Over years several researchers have established many growth-stage specific criteria for the evaluation and selection for CT in rice [2, 68]. Evaluation of CT for rice typically takes place during seedling and booting stages [2]. Rice plants are more sensitive to cold stress at the booting stages than at the seedling stage [67]. CT at the booting stage is also more important than at the seedling stage, because CT at booting stage is critical for pollen survival, seed set, and grain filling to ensure maximal yield [8].

To implement marker-assisted selection, genetic mapping has been widely used to identify QTLs with large effects and markers tightly linked to these QTLs over the past decades. A wide range of segregating populations derived from bi-parental crosses, including recombinant inbred lines (RILs), doubled haploid lines (DH), F2, and BC, have been developed and used for identifying QTL through linkage mapping [910]. Linkage mapping using a bi-parental population benefits from high statistical power due to many individuals sharing the identical genotype at arbitrary location, but suffers from low resolution due to the limited number of generations [11]. More than 250 QTLs for CT were identified on all 12 chromosomes using different bi-parental mapping populations and evaluation indexes [12]. Fifty-nine were QTLs for CT at booting stages and individually explained 0.8%–37.8% of the phenotypic variation [12]. Out of the 59 QTLs, only qCT8 [13], qCT7 [14] and qLTB3 [4] were fine mapped and Ctb1 [15] was cloned. An alternative QTL mapping approach is association mapping. Association mapping is based on natural population or breeding population and has high resolution due to the long recombination histories of natural populations but suffers from low power since most genotypes occur in only a few individuals [11].

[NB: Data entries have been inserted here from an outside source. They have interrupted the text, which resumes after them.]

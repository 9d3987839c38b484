//! Storage providers and their per-variant dispatch data.
//!
//! The two chat services behave as one "chunk uploader" capability with two
//! variants; everything that differs between them (ceiling, timeout, endpoint
//! shape, response extraction) hangs off this enum rather than being duplicated.

use serde::{Deserialize, Serialize};
use std::fmt;
use std::time::Duration;

/// Chat service used as blob storage.
#[derive(Debug, Clone, Copy, PartialEq, Eq, Serialize, Deserialize, utoipa::ToSchema)]
#[serde(rename_all = "lowercase")]
pub enum Provider {
    Discord,
    Telegram,
}

impl Provider {
    /// Ceiling for a single chunk, enforced at form-parse time before any
    /// cryptographic or network work.
    pub const fn max_chunk_bytes(self) -> usize {
        match self {
            Provider::Discord => 25 << 20,
            Provider::Telegram => 50 << 20,
        }
    }

    /// Outbound upload timeout. Telegram accepts larger payloads and gets the
    /// longer bound.
    pub const fn upload_timeout(self) -> Duration {
        match self {
            Provider::Discord => Duration::from_secs(20),
            Provider::Telegram => Duration::from_secs(120),
        }
    }
}

impl fmt::Display for Provider {
    fn fmt(&self, f: &mut fmt::Formatter<'_>) -> fmt::Result {
        match self {
            Provider::Discord => write!(f, "Discord"),
            Provider::Telegram => write!(f, "Telegram"),
        }
    }
}

#[cfg(test)]
mod tests {
    use super::*;

    #[test]
    fn parses_lowercase_wire_names() {
        let discord: Provider = serde_json::from_str("\"discord\"").unwrap();
        let telegram: Provider = serde_json::from_str("\"telegram\"").unwrap();
        assert_eq!(discord, Provider::Discord);
        assert_eq!(telegram, Provider::Telegram);
    }

    #[test]
    fn rejects_unknown_provider() {
        assert!(serde_json::from_str::<Provider>("\"dropbox\"").is_err());
    }

    #[test]
    fn ceilings_and_timeouts_per_provider() {
        assert_eq!(Provider::Discord.max_chunk_bytes(), 25 * 1024 * 1024);
        assert_eq!(Provider::Telegram.max_chunk_bytes(), 50 * 1024 * 1024);
        assert_eq!(Provider::Discord.upload_timeout(), Duration::from_secs(20));
        assert_eq!(Provider::Telegram.upload_timeout(), Duration::from_secs(120));
    }
}
//! Configuration module
//!
//! Process-wide configuration, read fresh from the environment on each
//! request, with no caching and no startup validation. Missing provider
//! credentials surface as a 503 at upload time, never as a startup failure.

use serde::Serialize;
use std::env;

/// Read an environment variable, trimmed; empty string when unset or blank.
pub fn env_value(name: &str) -> String {
    env::var(name)
        .map(|v| v.trim().to_string())
        .unwrap_or_default()
}

fn required(name: &str) -> Option<String> {
    let value = env_value(name);
    if value.is_empty() {
        None
    } else {
        Some(value)
    }
}

/// Discord bot credentials, required for the Discord upload path.
#[derive(Debug, Clone)]
pub struct DiscordConfig {
    pub bot_token: String,
    pub channel_id: String,
}

impl DiscordConfig {
    pub fn from_env() -> Option<Self> {
        Some(Self {
            bot_token: required("DISCORD_BOT_TOKEN")?,
            channel_id: required("DISCORD_CHANNEL_ID")?,
        })
    }
}

/// Telegram bot credentials, required for the Telegram upload path.
#[derive(Debug, Clone)]
pub struct TelegramConfig {
    pub bot_token: String,
    pub chat_id: String,
}

impl TelegramConfig {
    pub fn from_env() -> Option<Self> {
        Some(Self {
            bot_token: required("TELEGRAM_BOT_TOKEN")?,
            chat_id: required("TELEGRAM_CHAT_ID")?,
        })
    }
}

/// The download proxy only needs the bot token (no chat), so it reads just
/// that instead of requiring the full upload credentials.
pub fn telegram_bot_token() -> Option<String> {
    required("TELEGRAM_BOT_TOKEN")
}

/// Values exposed to the browser client via `/api/config`. Empty strings when
/// unset; the frontend handles missing config gracefully.
#[derive(Debug, Clone, Serialize, utoipa::ToSchema)]
#[serde(rename_all = "camelCase")]
pub struct PublicConfig {
    pub supabase_url: String,
    pub supabase_anon_key: String,
}

impl PublicConfig {
    pub fn from_env() -> Self {
        Self {
            supabase_url: env_value("SUPABASE_URL"),
            supabase_anon_key: env_value("SUPABASE_ANON_KEY"),
        }
    }

    pub fn is_configured(&self) -> bool {
        !self.supabase_url.is_empty() && !self.supabase_anon_key.is_empty()
    }
}

/// Mask a credential for the debug endpoint: keep the first and last four
/// characters, never enough to reconstruct the value.
pub fn mask_secret(value: &str) -> String {
    if value.is_empty() {
        return "[EMPTY]".to_string();
    }
    let chars: Vec<char> = value.chars().collect();
    if chars.len() <= 4 {
        return "[TOO_SHORT]".to_string();
    }
    let head: String = chars[..4].iter().collect();
    let tail: String = chars[chars.len() - 4..].iter().collect();
    format!("{}...{}", head, tail)
}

To overcome the limitation of single bi-parental population in allelic diversity covered, mapping power and resolution the use of multiple crosses (MC) has recently become popular in QTL mapping. QTL analyses across populations revealed a substantially higher number of QTLs compared to the analyses of single bi-parental populations [1617]. The joint analyses also allow estimating QTL positions with higher precision [1819]. There are various designs of the MC population. The most popular one is the NAM population [2030]. NAM populations have been successfully developed to map QTLs in both allogamous such as maize [20] and sorghum [22] and autogamous such as barley [24].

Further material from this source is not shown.